WHAT NEEDS TO BE DONE:
When you return the entries, keep every word and mark exactly as it is.
++++ DATA PROVIDED
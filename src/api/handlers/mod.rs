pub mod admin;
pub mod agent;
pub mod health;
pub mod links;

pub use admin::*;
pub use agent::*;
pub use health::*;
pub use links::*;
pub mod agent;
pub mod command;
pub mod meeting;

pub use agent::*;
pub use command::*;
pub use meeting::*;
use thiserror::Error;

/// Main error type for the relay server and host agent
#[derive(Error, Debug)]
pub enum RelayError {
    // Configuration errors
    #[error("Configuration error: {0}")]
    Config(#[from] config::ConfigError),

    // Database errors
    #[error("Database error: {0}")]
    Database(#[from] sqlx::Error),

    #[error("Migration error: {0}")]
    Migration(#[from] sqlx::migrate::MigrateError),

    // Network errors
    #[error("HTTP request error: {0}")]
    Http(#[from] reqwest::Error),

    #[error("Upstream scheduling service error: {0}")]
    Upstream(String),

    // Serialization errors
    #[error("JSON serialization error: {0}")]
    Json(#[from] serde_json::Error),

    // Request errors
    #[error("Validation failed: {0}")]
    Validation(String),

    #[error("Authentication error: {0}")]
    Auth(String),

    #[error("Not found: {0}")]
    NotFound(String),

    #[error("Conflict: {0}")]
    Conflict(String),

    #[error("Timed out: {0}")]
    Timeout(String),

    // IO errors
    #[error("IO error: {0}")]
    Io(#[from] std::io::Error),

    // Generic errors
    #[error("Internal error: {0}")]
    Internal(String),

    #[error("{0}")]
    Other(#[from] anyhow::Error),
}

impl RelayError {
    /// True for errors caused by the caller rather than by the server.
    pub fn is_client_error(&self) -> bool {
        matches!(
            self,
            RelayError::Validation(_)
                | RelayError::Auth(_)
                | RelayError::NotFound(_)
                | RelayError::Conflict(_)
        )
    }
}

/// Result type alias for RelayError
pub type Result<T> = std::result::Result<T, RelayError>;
++++++++
EXERCISE RESPONSE:
filename src/api/handlers/mod.rs
pub mod admin;
pub mod agent;
pub mod health;
pub mod links;

pub use admin::*;
pub use agent::*;
pub use health::*;
pub use links::*;
pub mod agent;
pub mod command;
pub mod meeting;

pub use agent::*;
pub use command::*;
pub use meeting::*;
use thiserror::Error;

/// Main error type for the relay server and host agent
#[derive(Error, Debug)]
pub enum RelayError {
    // Configuration errors
    #[error("Configuration error: {0}")]
    Config(#[from] config::ConfigError),

    // Database errors
    #[error("Database error: {0}")]
    Database(#[from] sqlx::Error),

    #[error("Migration error: {0}")]
    Migration(#[from] sqlx::migrate::MigrateError),

    // Network errors
    #[error("HTTP request error: {0}")]
    Http(#[from] reqwest::Error),

    #[error("Upstream scheduling service error: {0}")]
    Upstream(String),

    // Serialization errors
    #[error("JSON serialization error: {0}")]
    Json(#[from] serde_json::Error),

    // Request errors
    #[error("Validation failed: {0}")]
    Validation(String),

    #[error("Authentication error: {0}")]
    Auth(String),

    #[error("Not found: {0}")]
    NotFound(String),

    #[error("Conflict: {0}")]
    Conflict(String),

    #[error("Timed out: {0}")]
    Timeout(String),

    // IO errors
    #[error("IO error: {0}")]
    Io(#[from] std::io::Error),

    // Generic errors
    #[error("Internal error: {0}")]
    Internal(String),

    #[error("{0}")]
    Other(#[from] anyhow::Error),
}

impl RelayError {
    /// True for errors caused by the caller rather than by the server.
    pub fn is_client_error(&self) -> bool {
        matches!(
            self,
            RelayError::Validation(_)
                | RelayError::Auth(_)
                | RelayError::NotFound(_)
                | RelayError::Conflict(_)
        )
    }
}

/// Result type alias for RelayError
pub type Result<T> = std::result::Result<T, RelayError>;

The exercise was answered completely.